» **WHAT IS BEING ASKED**
Please return every line in the entries below with the word "bool" in it.

[Collection entries]
★ ★ ★ ★ ★ ★ ★

//! Version-tracked database migrations for the libSQL backend.
//!
//! Each migration has a version number and SQL. `run_migrations()` checks
//! the current version and applies only the new ones sequentially.

use libsql::Connection;

use crate::error::DatabaseError;

/// A single migration step.
struct Migration {
    version: i64,
    name: &'static str,
    sql: &'static str,
}

/// All migrations in order. Add new versions to the end.
static MIGRATIONS: &[Migration] = &[
    Migration {
        version: 1,
        name: "conversation_schema",
        sql: r#"
            CREATE TABLE IF NOT EXISTS threads (
                id TEXT PRIMARY KEY,
                title TEXT NOT NULL,
                preview TEXT NOT NULL DEFAULT '',
                config TEXT NOT NULL DEFAULT '{}',
                updated_at TEXT NOT NULL
            );
            CREATE INDEX IF NOT EXISTS idx_threads_updated_at ON threads(updated_at);

            CREATE TABLE IF NOT EXISTS contents (
                id TEXT PRIMARY KEY,
                thread_id TEXT NOT NULL,
                turn_id TEXT NOT NULL,
                role TEXT NOT NULL,
                parts TEXT NOT NULL,
                timestamp TEXT NOT NULL
            );
            CREATE INDEX IF NOT EXISTS idx_contents_thread ON contents(thread_id, timestamp);
            CREATE INDEX IF NOT EXISTS idx_contents_turn ON contents(turn_id);
        "#,
    },
    Migration {
        version: 2,
        name: "workspace_files",
        sql: r#"
            CREATE TABLE IF NOT EXISTS files (
                id TEXT PRIMARY KEY,
                name TEXT NOT NULL,
                category TEXT NOT NULL,
                thread_id TEXT,
                entry TEXT NOT NULL,
                blob BLOB,
                created_at TEXT NOT NULL
            );
            CREATE INDEX IF NOT EXISTS idx_files_thread ON files(thread_id);
        "#,
    },
    Migration {
        version: 3,
        name: "personas",
        sql: r#"
            CREATE TABLE IF NOT EXISTS personas (
                id TEXT PRIMARY KEY,
                name TEXT NOT NULL,
                package TEXT NOT NULL,
                updated_at TEXT NOT NULL DEFAULT (datetime('now'))
            );
        "#,
    },
];

/// Run all pending migrations against the given connection.
///
/// Creates the `_migrations` table if it doesn't exist.
pub async fn run_migrations(conn: &Connection) -> Result<(), DatabaseError> {
    conn.execute(
        "CREATE TABLE IF NOT EXISTS _migrations (
            version INTEGER PRIMARY KEY,
            name TEXT NOT NULL,
            applied_at TEXT NOT NULL DEFAULT (datetime('now'))
        )",
        (),
    )
    .await
    .map_err(|e| DatabaseError::Migration(format!("Failed to create _migrations table: {e}")))?;

    let current_version = get_current_version(conn).await?;

    for migration in MIGRATIONS {
        if migration.version > current_version {
            tracing::info!(
                version = migration.version,
                name = migration.name,
                "Applying migration"
            );
            conn.execute_batch(migration.sql).await.map_err(|e| {
                DatabaseError::Migration(format!(
                    "Migration V{} ({}) failed: {e}",
                    migration.version, migration.name
                ))
            })?;
            seed_version(conn, migration.version, migration.name).await?;
        }
    }

    tracing::debug!(
        "Database migrations complete (at V{})",
        get_current_version(conn).await?
    );
    Ok(())
}

/// Get the highest applied migration version, or 0 if none.
async fn get_current_version(conn: &Connection) -> Result<i64, DatabaseError> {
    let mut rows = conn
        .query("SELECT COALESCE(MAX(version), 0) FROM _migrations", ())
        .await
        .map_err(|e| DatabaseError::Migration(format!("Failed to query migration version: {e}")))?;

    let row = rows
        .next()
        .await
        .map_err(|e| DatabaseError::Migration(format!("Failed to read migration version: {e}")))?;

    match row {
        Some(row) => {
            let version: i64 = row.get(0).map_err(|e| {
                DatabaseError::Migration(format!("Failed to parse migration version: {e}"))
            })?;
            Ok(version)
        }
        None => Ok(0),
    }
}

/// Insert a version record into `_migrations`.
async fn seed_version(conn: &Connection, version: i64, name: &str) -> Result<(), DatabaseError> {
    conn.execute(
        "INSERT OR IGNORE INTO _migrations (version, name) VALUES (?1, ?2)",
        libsql::params![version, name],
    )
    .await
    .map_err(|e| DatabaseError::Migration(format!("Failed to record migration V{version}: {e}")))?;
    Ok(())
}
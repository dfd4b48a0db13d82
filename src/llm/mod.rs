//! Model-streaming contract.
//!
//! The network client lives behind [`ModelStreamer`]. Each stream item is the
//! full cumulative part list so far, never a delta.

pub mod history;

use std::pin::Pin;
use std::sync::Arc;

use async_trait::async_trait;
use futures::Stream;
use serde::{Deserialize, Serialize};
use tokio_util::sync::CancellationToken;
use uuid::Uuid;

use crate::conversation::{Content, FileEntry, FunctionResponse, Part};
use crate::error::ModelError;
use crate::persona::Persona;

pub use history::{model_history, turn_history};

/// Thinking budget used when a persona does not declare one.
pub const DEFAULT_THINKING_BUDGET: u32 = 8192;

/// Declaration of a tool the model may call.
#[derive(Debug, Clone, PartialEq, Serialize, Deserialize)]
pub struct ToolDefinition {
    pub name: String,
    pub description: String,
    pub parameters: serde_json::Value,
}

/// The new message of a model round.
#[derive(Debug, Clone, PartialEq)]
pub enum OutgoingMessage {
    /// User text, or embedded-code feedback.
    Text(String),
    /// Answer to the previous round's function call.
    ToolResponse(FunctionResponse),
}

/// Progress of a file upload to the model provider.
#[derive(Debug, Clone, Copy, PartialEq, Eq, Serialize, Deserialize)]
#[serde(rename_all = "snake_case")]
pub enum UploadState {
    Uploading,
    Active,
    Failed,
}

/// Callback invoked as context files are uploaded.
pub type UploadStatusFn = Arc<dyn Fn(Uuid, UploadState) + Send + Sync>;

/// Cumulative snapshots of the model's response.
pub type PartStream = Pin<Box<dyn Stream<Item = Result<Vec<Part>, ModelError>> + Send>>;

/// Everything needed for one model round.
#[derive(Clone)]
pub struct StreamRequest {
    /// Sanitized history, see [`model_history`].
    pub history: Vec<Content>,
    pub message: OutgoingMessage,
    /// All workspace files visible to the thread.
    pub files: Vec<FileEntry>,
    /// Files to inline alongside a text message.
    pub context_files: Vec<FileEntry>,
    pub persona: Persona,
    pub tools: Vec<ToolDefinition>,
    pub model: String,
    pub cancel: CancellationToken,
    pub on_upload_status: Option<UploadStatusFn>,
}

impl StreamRequest {
    /// System instruction for this round.
    pub fn system_instruction(&self) -> String {
        format!(
            "{}\n\nIMPORTANT: If you use the thinking process, you MUST provide a final textual response to the user after your thoughts.",
            self.persona.system_prompt
        )
    }

    pub fn thinking_budget(&self) -> u32 {
        thinking_budget(&self.model, self.persona.manifest.thinking_budget)
    }
}

/// Persona budget capped by what the model accepts.
pub fn thinking_budget(model: &str, requested: Option<u32>) -> u32 {
    let cap = if model.contains("pro") { 32768 } else { 24576 };
    requested.unwrap_or(DEFAULT_THINKING_BUDGET).min(cap)
}

/// A streaming language model.
#[async_trait]
pub trait ModelStreamer: Send + Sync {
    /// Start a round. Implementations should stop yielding once `cancel` fires.
    async fn stream(&self, request: StreamRequest) -> Result<PartStream, ModelError>;
}
async fn collect_generated(sandbox: &dyn Sandbox, paths: &[String]) -> Vec<GeneratedFile> {
    let mut generated = Vec::with_capacity(paths.len());
    for path in paths {
        match sandbox.read_file(path).await {
            Ok(bytes) => generated.push(GeneratedFile {
                name: base_name(path).to_string(),
                mime_type: mime_for_path(path).to_string(),
                category: classify_path(path),
                virtual_path: path.clone(),
                bytes,
            }),
            Err(e) => warn!(path = %path, "Failed to read generated file: {}", e),
        }
    }
    generated
}

/// A final value shaped like `{"type": "analysis_result", ...}` doubles as an action.
fn result_intent(result: Option<&Value>) -> Option<SandboxAction> {
    let value = result?;
    if value.get("type").and_then(Value::as_str) != Some("analysis_result") {
        return None;
    }
    serde_json::from_value(value.clone()).ok()
}

fn render_value(value: &Value) -> Option<String> {
    match value {
        Value::Null => None,
        Value::String(s) => Some(s.clone()),
        Value::Array(_) | Value::Object(_) => serde_json::to_string_pretty(value).ok(),
        other => Some(other.to_string()),
    }
}

fn format_output(run: &RunOutput, pass: &ActionPass, generated: &[GeneratedFile]) -> String {
    let mut result_text = pass.notes.clone();
    if let Some(rendered) = run.result.as_ref().and_then(render_value) {
        if !result_text.is_empty() {
            result_text.push('\n');
        }
        result_text.push_str(&rendered);
    }

    let mut out = String::new();
    if !run.stdout.is_empty() {
        out.push_str(&run.stdout);
        out.push('\n');
    }
    out.push_str(&result_text);

    if !generated.is_empty() {
        let listing: Vec<String> = generated
            .iter()
            .map(|f| format!("{} ({})", f.name, f.category))
            .collect();
        out.push_str(&format!("\n{GENERATED_FILES_PREFIX}{}", listing.join(", ")));
    }
    if pass.layers_created > 0 {
        out.push_str(&format!(
            "\n[System] Created {} new layer(s).",
            pass.layers_created
        ));
    }
    if pass.artifacts_attached > 0 {
        out.push_str(&format!(
            "\n[System] Attached {} related artifact(s).",
            pass.artifacts_attached
        ));
    }
    if pass.layers_updated > 0 {
        out.push_str(&format!(
            "\n[System] Updated stats/data for {} layer(s).",
            pass.layers_updated
        ));
    }

    out.trim().to_string()
}

fn build_layer(
    name: Option<&str>,
    layer_type: Option<&str>,
    source: &Value,
    style: &Value,
    existing: &[Layer],
) -> Layer {
    let base = name.filter(|n| !n.is_empty()).unwrap_or(DEFAULT_LAYER_NAME);
    let mut unique = base.to_string();
    let mut counter = 1;
    while existing.iter().any(|l| l.name == unique) {
        unique = format!("{base} ({counter})");
        counter += 1;
    }

    let kind = match layer_type.map(str::to_ascii_lowercase).as_deref() {
        Some("vector") => LayerKind::Vector,
        Some("raster") => LayerKind::Raster,
        Some("heatmap") => LayerKind::Heatmap,
        _ if source.is_array() => LayerKind::Vector,
        _ => LayerKind::Raster,
    };

    let annotations = match (kind, source.as_array()) {
        (LayerKind::Vector, Some(items)) => items.iter().filter_map(normalize_annotation).collect(),
        _ => Vec::new(),
    };

    let color = style.get("color").and_then(Value::as_str).map(String::from);
    Layer {
        id: Uuid::new_v4(),
        name: unique,
        kind,
        annotations,
        source: source.as_str().map(String::from),
        data: Vec::new(),
        style: LayerStyle {
            visible: true,
            opacity: style
                .get("opacity")
                .and_then(Value::as_f64)
                .unwrap_or(DEFAULT_LAYER_OPACITY),
            color_map: style
                .get("colorMap")
                .or_else(|| style.get("color_map"))
                .and_then(Value::as_str)
                .map(String::from),
            fill_color: color.clone(),
            stroke_color: color,
        },
        created_at: Utc::now(),
    }
}

fn normalize_annotation(value: &Value) -> Option<Annotation> {
    let obj = value.as_object()?;
    let kind = match obj.get("type").and_then(Value::as_str)? {
        "point" => AnnotationKind::Point,
        "box" => AnnotationKind::Box,
        "polygon" => AnnotationKind::Polygon,
        "arrow" | "line" => AnnotationKind::Arrow,
        "text" => AnnotationKind::Text,
        other => {
            debug!(kind = %other, "Dropping annotation of unknown type");
            return None;
        }
    };
    let geometry = ["geometry", "points", "position"]
        .iter()
        .find_map(|key| obj.get(*key).filter(|v| !v.is_null()))
        .cloned()
        .unwrap_or_else(|| Value::Array(Vec::new()));

    Some(Annotation {
        id: obj
            .get("id")
            .and_then(Value::as_str)
            .map(String::from)
            .unwrap_or_else(|| Uuid::new_v4().to_string()),
        kind,
        geometry,
        color: obj
            .get("color")
            .and_then(Value::as_str)
            .unwrap_or(DEFAULT_ANNOTATION_COLOR)
            .to_string(),
        label: obj.get("label").and_then(Value::as_str).map(String::from),
    })
}
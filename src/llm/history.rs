//! Building the history sent with a model round.

use uuid::Uuid;

use crate::conversation::{Content, FileEntry, Part, Role, Turn};
use crate::llm::OutgoingMessage;

/// Contents of the in-progress turn that belong in the next round's history.
///
/// Skips the empty model content just created, the feedback text about to be
/// sent as the message, and the tool content answering the call being sent.
pub fn turn_history(
    turn: &Turn,
    pending_model_content: Uuid,
    message: &OutgoingMessage,
) -> Vec<Content> {
    let outgoing_user = match message {
        OutgoingMessage::Text(_) => turn
            .contents
            .iter()
            .rev()
            .find(|c| c.role == Role::User)
            .map(|c| c.id),
        OutgoingMessage::ToolResponse(_) => None,
    };

    turn.contents
        .iter()
        .filter(|c| c.id != pending_model_content)
        .filter(|c| Some(c.id) != outgoing_user)
        .filter(|c| match message {
            OutgoingMessage::ToolResponse(resp) => {
                !(c.role == Role::Tool && c.responds_to(&resp.id))
            }
            OutgoingMessage::Text(_) => true,
        })
        .cloned()
        .collect()
}

/// Rewrite stored contents into the shape the model accepts.
///
/// Thoughts, errors and grounding never go back to the model. File references
/// become `[Attachment: name]` text. Tool contents keep only function responses.
pub fn model_history(contents: &[Content], files: &[FileEntry]) -> Vec<Content> {
    contents
        .iter()
        .filter_map(|content| {
            let parts: Vec<Part> = content
                .parts
                .iter()
                .filter_map(|part| match (content.role, part) {
                    (Role::Tool, Part::FunctionResponse(_)) => Some(part.clone()),
                    (Role::Tool, _) => None,
                    (_, Part::Text(_) | Part::FunctionCall(_) | Part::FunctionResponse(_)) => {
                        Some(part.clone())
                    }
                    (_, Part::FileRef(id)) => files
                        .iter()
                        .find(|f| f.id == *id)
                        .map(|f| Part::text(format!("[Attachment: {}]", f.name))),
                    (_, Part::Thought { .. } | Part::Error(_) | Part::Grounding(_)) => None,
                })
                .collect();
            if parts.is_empty() {
                return None;
            }
            Some(Content {
                parts,
                ..content.clone()
            })
        })
        .collect()
}

#[cfg(test)]
mod tests {
    use super::*;
    use crate::conversation::{FileCategory, FunctionCall, FunctionResponse, GroundingMetadata};

    #[test]
    fn sanitizes_parts_per_role() {
        let turn_id = Uuid::new_v4();
        let file = FileEntry::new("cells.tif", "image/tiff", FileCategory::Project);
        let contents = vec![
            Content::new(
                turn_id,
                Role::User,
                vec![Part::text("look"), Part::FileRef(file.id), Part::FileRef(Uuid::new_v4())],
            ),
            Content::new(
                turn_id,
                Role::Model,
                vec![
                    Part::thought("hmm"),
                    Part::FunctionCall(FunctionCall {
                        id: "c1".into(),
                        name: "generate_image".into(),
                        args: serde_json::json!({}),
                    }),
                    Part::Grounding(GroundingMetadata::default()),
                ],
            ),
            Content::new(
                turn_id,
                Role::Tool,
                vec![
                    Part::FunctionResponse(FunctionResponse::result("c1", "generate_image", "ok")),
                    Part::text("[System] The tool generated 1 file(s). See attached content."),
                    Part::FileRef(file.id),
                ],
            ),
            Content::new(turn_id, Role::Model, vec![Part::thought("only thinking")]),
        ];

        let history = model_history(&contents, &[file]);
        assert_eq!(history.len(), 3);
        assert_eq!(
            history[0].parts,
            vec![Part::text("look"), Part::text("[Attachment: cells.tif]")]
        );
        assert_eq!(history[1].parts.len(), 1);
        assert!(history[1].parts[0].as_function_call().is_some());
        assert_eq!(history[2].parts.len(), 1);
        assert!(history[2].parts[0].as_function_response().is_some());
    }

    #[test]
    fn turn_history_skips_outgoing_material() {
        let mut turn = Turn::assistant(Uuid::new_v4());
        turn.push_content(Role::Model, vec![Part::text("```python:run\nprint(1)\n```")]);
        let first_feedback = turn.push_content(
            Role::User,
            vec![Part::text("[System Output from python:run]\n1")],
        );
        turn.push_content(Role::Model, vec![Part::text("again")]);
        let feedback = turn.push_content(
            Role::User,
            vec![Part::text("[System Output from python:run]\n2")],
        );
        let pending = turn.push_content(Role::Model, Vec::new());

        let message = OutgoingMessage::Text("[System Output from python:run]\n2".into());
        let ids: Vec<Uuid> = turn_history(&turn, pending, &message).iter().map(|c| c.id).collect();
        assert_eq!(ids.len(), 3);
        assert!(ids.contains(&first_feedback));
        assert!(!ids.contains(&feedback));
        assert!(!ids.contains(&pending));
    }

    #[test]
    fn turn_history_skips_matching_tool_response() {
        let mut turn = Turn::assistant(Uuid::new_v4());
        turn.push_content(Role::Model, Vec::new());
        let response = FunctionResponse::result("c9", "generate_image", "done");
        turn.push_content(Role::Tool, vec![Part::FunctionResponse(response.clone())]);
        let pending = turn.push_content(Role::Model, Vec::new());

        let history = turn_history(&turn, pending, &OutgoingMessage::ToolResponse(response));
        assert_eq!(history.len(), 1);
        assert_eq!(history[0].role, Role::Model);
    }
}
//! Workspace files and the analysis data hung off them.

use chrono::{DateTime, Utc};
use serde::{Deserialize, Serialize};
use uuid::Uuid;

/// Where a file lives.
#[derive(Debug, Clone, Copy, PartialEq, Eq, Hash, Serialize, Deserialize)]
#[serde(rename_all = "snake_case")]
pub enum FileCategory {
    /// Shared across threads.
    Project,
    /// Scratch output owned by a single thread.
    Session,
}

impl std::fmt::Display for FileCategory {
    fn fmt(&self, f: &mut std::fmt::Formatter<'_>) -> std::fmt::Result {
        let s = match self {
            Self::Project => "project",
            Self::Session => "session",
        };
        write!(f, "{s}")
    }
}

#[derive(Debug, Clone, Copy, PartialEq, Eq, Hash, Serialize, Deserialize)]
#[serde(rename_all = "snake_case")]
pub enum FileKind {
    Image,
    Dataset,
    Document,
    Other,
}

impl FileKind {
    pub fn from_mime(mime: &str) -> Self {
        match mime {
            m if m.starts_with("image/") => FileKind::Image,
            "text/csv" | "application/json" => FileKind::Dataset,
            m if m.starts_with("text/") || m == "application/pdf" => FileKind::Document,
            _ => FileKind::Other,
        }
    }
}

/// A file known to the workspace.
#[derive(Debug, Clone, PartialEq, Serialize, Deserialize)]
pub struct FileEntry {
    pub id: Uuid,
    pub name: String,
    pub kind: FileKind,
    pub mime_type: String,
    pub category: FileCategory,
    /// Owning thread for session files; `None` until associated.
    #[serde(default, skip_serializing_if = "Option::is_none")]
    pub thread_id: Option<Uuid>,
    /// Path inside the sandbox filesystem.
    #[serde(default, skip_serializing_if = "Option::is_none")]
    pub virtual_path: Option<String>,
    pub created_at: DateTime<Utc>,
    #[serde(default)]
    pub layers: Vec<Layer>,
    #[serde(default)]
    pub artifacts: Vec<Artifact>,
    #[serde(default)]
    pub metadata: serde_json::Map<String, serde_json::Value>,
}

impl FileEntry {
    pub fn new(
        name: impl Into<String>,
        mime_type: impl Into<String>,
        category: FileCategory,
    ) -> Self {
        let mime_type = mime_type.into();
        Self {
            id: Uuid::new_v4(),
            name: name.into(),
            kind: FileKind::from_mime(&mime_type),
            mime_type,
            category,
            thread_id: None,
            virtual_path: None,
            created_at: Utc::now(),
            layers: Vec::new(),
            artifacts: Vec::new(),
            metadata: serde_json::Map::new(),
        }
    }

    pub fn with_thread(mut self, thread_id: Uuid) -> Self {
        self.thread_id = Some(thread_id);
        self
    }

    pub fn with_virtual_path(mut self, path: impl Into<String>) -> Self {
        self.virtual_path = Some(path.into());
        self
    }

    /// Session file not yet associated with any thread.
    pub fn is_orphan_session_file(&self) -> bool {
        self.category == FileCategory::Session && self.thread_id.is_none()
    }

    /// Path used when mounting into the sandbox.
    pub fn sandbox_path(&self) -> String {
        match &self.virtual_path {
            Some(path) => path.clone(),
            None => match self.category {
                FileCategory::Project => format!("/workspace/data/{}", self.name),
                FileCategory::Session => format!("/.session/{}", self.name),
            },
        }
    }

    /// Visible to the given thread: project files plus its own session files.
    pub fn visible_in(&self, thread_id: Uuid) -> bool {
        match self.category {
            FileCategory::Project => true,
            FileCategory::Session => self.thread_id.is_none_or(|t| t == thread_id),
        }
    }

    pub fn layer_by_name_mut(&mut self, name: &str) -> Option<&mut Layer> {
        self.layers.iter_mut().find(|l| l.name == name)
    }
}

/// Binary output produced by a tool or a sandbox run, not yet registered.
#[derive(Debug, Clone, PartialEq)]
pub struct GeneratedFile {
    pub name: String,
    pub mime_type: String,
    pub category: FileCategory,
    pub virtual_path: String,
    pub bytes: Vec<u8>,
}

impl GeneratedFile {
    /// Materialize as a workspace entry with a fresh id.
    pub fn to_entry(&self, thread_id: Uuid) -> FileEntry {
        let mut entry = FileEntry::new(&self.name, &self.mime_type, self.category)
            .with_virtual_path(&self.virtual_path);
        if self.category == FileCategory::Session {
            entry.thread_id = Some(thread_id);
        }
        entry
            .metadata
            .insert("status".into(), serde_json::Value::from("Generated"));
        entry
    }
}

// ── Analysis layers ─────────────────────────────────────────────────

#[derive(Debug, Clone, Copy, PartialEq, Eq, Serialize, Deserialize)]
#[serde(rename_all = "snake_case")]
pub enum LayerKind {
    Vector,
    Raster,
    Heatmap,
}

#[derive(Debug, Clone, PartialEq, Serialize, Deserialize)]
pub struct LayerStyle {
    pub visible: bool,
    pub opacity: f64,
    #[serde(default, skip_serializing_if = "Option::is_none")]
    pub color_map: Option<String>,
    #[serde(default, skip_serializing_if = "Option::is_none")]
    pub fill_color: Option<String>,
    #[serde(default, skip_serializing_if = "Option::is_none")]
    pub stroke_color: Option<String>,
}

impl Default for LayerStyle {
    fn default() -> Self {
        Self {
            visible: true,
            opacity: 0.7,
            color_map: None,
            fill_color: None,
            stroke_color: None,
        }
    }
}

/// A visualization layer over a file.
#[derive(Debug, Clone, PartialEq, Serialize, Deserialize)]
pub struct Layer {
    pub id: Uuid,
    pub name: String,
    pub kind: LayerKind,
    /// Vector shapes (vector layers only).
    #[serde(default)]
    pub annotations: Vec<Annotation>,
    /// Raster source path (raster and heatmap layers).
    #[serde(default, skip_serializing_if = "Option::is_none")]
    pub source: Option<String>,
    #[serde(default)]
    pub data: Vec<DataBlock>,
    pub style: LayerStyle,
    pub created_at: DateTime<Utc>,
}

#[derive(Debug, Clone, Copy, PartialEq, Eq, Serialize, Deserialize)]
#[serde(rename_all = "snake_case")]
pub enum AnnotationKind {
    Point,
    Box,
    Polygon,
    Arrow,
    Text,
}

#[derive(Debug, Clone, PartialEq, Serialize, Deserialize)]
pub struct Annotation {
    pub id: String,
    pub kind: AnnotationKind,
    /// Coordinates: `[x, y]`, `[x, y, w, h]` or a list of points.
    pub geometry: serde_json::Value,
    pub color: String,
    #[serde(default, skip_serializing_if = "Option::is_none")]
    pub label: Option<String>,
}

/// A reported metric block shown alongside a layer.
#[derive(Debug, Clone, PartialEq, Serialize, Deserialize)]
#[serde(tag = "type", rename_all = "snake_case")]
pub enum DataBlock {
    Kv {
        #[serde(default)]
        id: String,
        #[serde(default, skip_serializing_if = "Option::is_none")]
        title: Option<String>,
        data: serde_json::Map<String, serde_json::Value>,
    },
    Text {
        #[serde(default)]
        id: String,
        #[serde(default, skip_serializing_if = "Option::is_none")]
        title: Option<String>,
        content: String,
    },
    Distribution {
        #[serde(default)]
        id: String,
        #[serde(default, skip_serializing_if = "Option::is_none")]
        title: Option<String>,
        labels: Vec<String>,
        values: Vec<f64>,
    },
    Image {
        #[serde(default)]
        id: String,
        #[serde(default, skip_serializing_if = "Option::is_none")]
        title: Option<String>,
        url: String,
    },
}

impl DataBlock {
    pub fn id(&self) -> &str {
        match self {
            DataBlock::Kv { id, .. }
            | DataBlock::Text { id, .. }
            | DataBlock::Distribution { id, .. }
            | DataBlock::Image { id, .. } => id,
        }
    }

    /// Assign a fresh id if the block has none.
    pub fn ensure_id(&mut self) {
        let slot = match self {
            DataBlock::Kv { id, .. }
            | DataBlock::Text { id, .. }
            | DataBlock::Distribution { id, .. }
            | DataBlock::Image { id, .. } => id,
        };
        if slot.is_empty() {
            *slot = Uuid::new_v4().to_string();
        }
    }
}

/// A related output (plot, table) attached to a file.
#[derive(Debug, Clone, PartialEq, Serialize, Deserialize)]
pub struct Artifact {
    pub id: Uuid,
    pub name: String,
    /// `PLOT`, `IMAGE`, `DATA` or a persona-declared type.
    pub kind: String,
    /// Sandbox path of the artifact.
    pub source: String,
    pub created_at: DateTime<Utc>,
}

★ ★ ★ ★ ★ ★ ★

» **RESPONSE TO THIS TASK**
    pub fn is_orphan_session_file(&self) -> bool {
    pub fn visible_in(&self, thread_id: Uuid) -> bool {
    pub visible: bool,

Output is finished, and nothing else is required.